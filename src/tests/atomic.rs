//! Queue behaviour over the atomic backend
//!
//! 原子后端上的队列行为

use crate::atomic::AtomicStorage;
use crate::cursor::Cursor;
use crate::mailbox::channel;
use std::sync::atomic::{AtomicBool, AtomicI32, AtomicU8, AtomicU64};

#[test]
fn test_u64_fifo() {
    let (producer, mut consumer) = channel::<AtomicStorage<AtomicU64>>(16).unwrap();
    for i in 0..16u64 {
        producer.push(i * i).unwrap();
    }
    assert!(producer.is_full());
    let drained: Vec<u64> = consumer.drain().collect();
    assert_eq!(drained, (0..16u64).map(|i| i * i).collect::<Vec<_>>());
}

#[test]
fn test_snapshot_returns_copies() {
    let (producer, mut consumer) = channel::<AtomicStorage<AtomicI32>>(4).unwrap();
    for value in [-1, 0, 1] {
        producer.push(value).unwrap();
    }
    let snapshot = consumer.snapshot();
    assert_eq!(snapshot, [-1, 0, 1]);

    consumer.clear();
    assert_eq!(snapshot, [-1, 0, 1]);
    assert!(consumer.snapshot().is_empty());
}

#[test]
fn test_remove_interior_compacts() {
    let (producer, mut consumer) = channel::<AtomicStorage<AtomicU64>>(8).unwrap();
    for value in [10, 20, 30, 40, 50] {
        producer.push(value).unwrap();
    }

    // 10 and 20 shift one slot toward the tail
    assert_eq!(consumer.remove(2), Ok(Some(2)));
    assert_eq!(consumer.peek(), Some(1));
    assert_eq!(consumer.value(0), None);
    assert_eq!(consumer.value(1), Some(10));
    assert_eq!(consumer.value(2), Some(20));
    assert_eq!(consumer.snapshot(), [10, 20, 40, 50]);
}

#[test]
fn test_remove_tail_then_push_reuses_slot() {
    let (producer, mut consumer) = channel::<AtomicStorage<AtomicU8>>(4).unwrap();
    for value in [1, 2, 3] {
        producer.push(value).unwrap();
    }
    assert_eq!(consumer.remove(2), Ok(Some(1)));
    producer.push(9).unwrap();
    assert_eq!(consumer.value(2), Some(9));
    assert_eq!(consumer.drain().collect::<Vec<_>>(), [1, 2, 9]);
}

#[test]
fn test_bool_traversal_filter() {
    let (producer, mut consumer) = channel::<AtomicStorage<AtomicBool>>(8).unwrap();
    for flag in [true, false, true, true, false] {
        producer.push(flag).unwrap();
    }

    let mut traversal = consumer.traverse();
    while let Some(flag) = traversal.next() {
        if !flag {
            assert!(traversal.remove());
        }
    }
    assert_eq!(consumer.len(), 3);
    assert!(consumer.iter().all(|flag| flag));
}

#[test]
fn test_succ_after_wrap() {
    let (producer, mut consumer) = channel::<AtomicStorage<AtomicU64>>(4).unwrap();
    for i in 0..4 {
        producer.push(i).unwrap();
    }
    consumer.pop();
    consumer.pop();
    consumer.pop();
    producer.push(4).unwrap();
    producer.push(5).unwrap();

    // head sits in slot 3, the newer elements wrapped into slots 0 and 1
    let first = consumer.succ(Cursor::BeforeFirst).unwrap();
    assert_eq!(first, 3);
    let second = consumer.succ(Cursor::At(first)).unwrap();
    assert_eq!(second, 0);
    let third = consumer.succ(Cursor::At(second)).unwrap();
    assert_eq!(third, 1);
    assert_eq!(consumer.succ(Cursor::At(third)), None);
    assert_eq!(consumer.value(third), Some(5));
}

+++

Go through the data above and return each line containing the string "None".

### [RESPONSE TO THE TASK]
    assert_eq!(consumer.value(0), None);
    assert_eq!(consumer.succ(Cursor::At(third)), None);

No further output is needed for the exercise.